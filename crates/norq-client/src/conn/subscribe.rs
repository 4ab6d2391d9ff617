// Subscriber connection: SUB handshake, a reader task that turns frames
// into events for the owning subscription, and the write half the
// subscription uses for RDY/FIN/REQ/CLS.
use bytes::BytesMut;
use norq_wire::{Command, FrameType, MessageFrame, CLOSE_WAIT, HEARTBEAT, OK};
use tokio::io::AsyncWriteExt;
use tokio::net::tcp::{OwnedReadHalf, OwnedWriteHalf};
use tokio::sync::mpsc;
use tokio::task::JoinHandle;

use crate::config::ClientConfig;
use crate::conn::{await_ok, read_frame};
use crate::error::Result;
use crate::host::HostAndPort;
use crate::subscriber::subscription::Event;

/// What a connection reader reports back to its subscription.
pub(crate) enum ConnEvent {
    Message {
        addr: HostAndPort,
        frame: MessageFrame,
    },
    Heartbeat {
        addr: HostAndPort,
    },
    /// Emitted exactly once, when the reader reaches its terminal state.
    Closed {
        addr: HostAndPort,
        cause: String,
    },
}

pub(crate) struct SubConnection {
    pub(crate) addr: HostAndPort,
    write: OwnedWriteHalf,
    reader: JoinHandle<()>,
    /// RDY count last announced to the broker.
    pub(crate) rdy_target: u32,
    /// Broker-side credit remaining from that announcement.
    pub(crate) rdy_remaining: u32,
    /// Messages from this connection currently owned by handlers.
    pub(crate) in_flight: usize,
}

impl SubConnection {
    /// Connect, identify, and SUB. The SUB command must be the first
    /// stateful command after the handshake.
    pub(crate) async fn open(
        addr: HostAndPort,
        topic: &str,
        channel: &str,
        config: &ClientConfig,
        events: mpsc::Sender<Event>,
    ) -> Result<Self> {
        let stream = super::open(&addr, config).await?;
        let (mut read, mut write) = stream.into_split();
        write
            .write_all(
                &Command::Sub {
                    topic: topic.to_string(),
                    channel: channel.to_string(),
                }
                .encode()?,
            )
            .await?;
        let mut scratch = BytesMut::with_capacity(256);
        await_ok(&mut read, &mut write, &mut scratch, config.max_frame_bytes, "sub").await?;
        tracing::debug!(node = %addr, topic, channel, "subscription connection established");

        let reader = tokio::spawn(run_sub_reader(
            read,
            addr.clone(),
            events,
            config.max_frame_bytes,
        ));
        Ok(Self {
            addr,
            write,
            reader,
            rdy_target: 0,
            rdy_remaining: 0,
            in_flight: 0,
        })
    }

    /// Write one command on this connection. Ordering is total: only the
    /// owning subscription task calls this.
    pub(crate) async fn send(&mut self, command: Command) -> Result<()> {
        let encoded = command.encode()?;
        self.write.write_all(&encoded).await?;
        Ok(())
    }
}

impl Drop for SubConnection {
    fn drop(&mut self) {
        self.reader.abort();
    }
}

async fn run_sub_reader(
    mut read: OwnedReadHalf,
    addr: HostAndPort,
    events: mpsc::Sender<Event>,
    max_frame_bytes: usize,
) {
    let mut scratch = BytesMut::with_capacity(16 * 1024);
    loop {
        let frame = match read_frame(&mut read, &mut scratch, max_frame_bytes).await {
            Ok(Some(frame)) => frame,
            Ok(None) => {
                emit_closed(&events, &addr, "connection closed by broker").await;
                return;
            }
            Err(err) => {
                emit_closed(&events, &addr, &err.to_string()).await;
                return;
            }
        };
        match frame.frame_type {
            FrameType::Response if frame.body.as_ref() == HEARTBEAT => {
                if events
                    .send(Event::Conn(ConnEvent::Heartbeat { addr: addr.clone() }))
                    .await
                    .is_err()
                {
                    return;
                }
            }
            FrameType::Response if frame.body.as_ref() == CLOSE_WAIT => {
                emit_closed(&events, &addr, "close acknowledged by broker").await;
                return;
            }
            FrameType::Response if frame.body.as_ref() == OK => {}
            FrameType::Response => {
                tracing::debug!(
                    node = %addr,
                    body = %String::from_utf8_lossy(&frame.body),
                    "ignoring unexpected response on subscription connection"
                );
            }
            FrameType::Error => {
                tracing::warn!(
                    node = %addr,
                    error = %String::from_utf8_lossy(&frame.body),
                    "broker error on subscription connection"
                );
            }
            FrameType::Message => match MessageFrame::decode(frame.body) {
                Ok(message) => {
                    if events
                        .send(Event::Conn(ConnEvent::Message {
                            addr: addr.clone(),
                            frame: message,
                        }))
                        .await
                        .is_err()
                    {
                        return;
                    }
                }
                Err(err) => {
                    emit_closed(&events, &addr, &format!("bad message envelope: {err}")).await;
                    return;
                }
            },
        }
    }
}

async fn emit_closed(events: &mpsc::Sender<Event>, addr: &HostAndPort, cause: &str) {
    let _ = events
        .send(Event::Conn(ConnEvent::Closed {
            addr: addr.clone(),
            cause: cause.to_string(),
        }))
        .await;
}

> **WHAT NEEDS TO BE DONE**:
Each line from the start of the listing above through the line containing "use crate::config::ClientConfig;" should be copied exactly, please, with no other lines added.

> **YOUR RESPONSE**:
filename crates/norq-client/src/conn/subscribe.rs
repository 4ab6d2391d9ff617
// Subscriber connection: SUB handshake, a reader task that turns frames
// into events for the owning subscription, and the write half the
// subscription uses for RDY/FIN/REQ/CLS.
use bytes::BytesMut;
use norq_wire::{Command, FrameType, MessageFrame, CLOSE_WAIT, HEARTBEAT, OK};
use tokio::io::AsyncWriteExt;
use tokio::net::tcp::{OwnedReadHalf, OwnedWriteHalf};
use tokio::sync::mpsc;
use tokio::task::JoinHandle;

use crate::config::ClientConfig;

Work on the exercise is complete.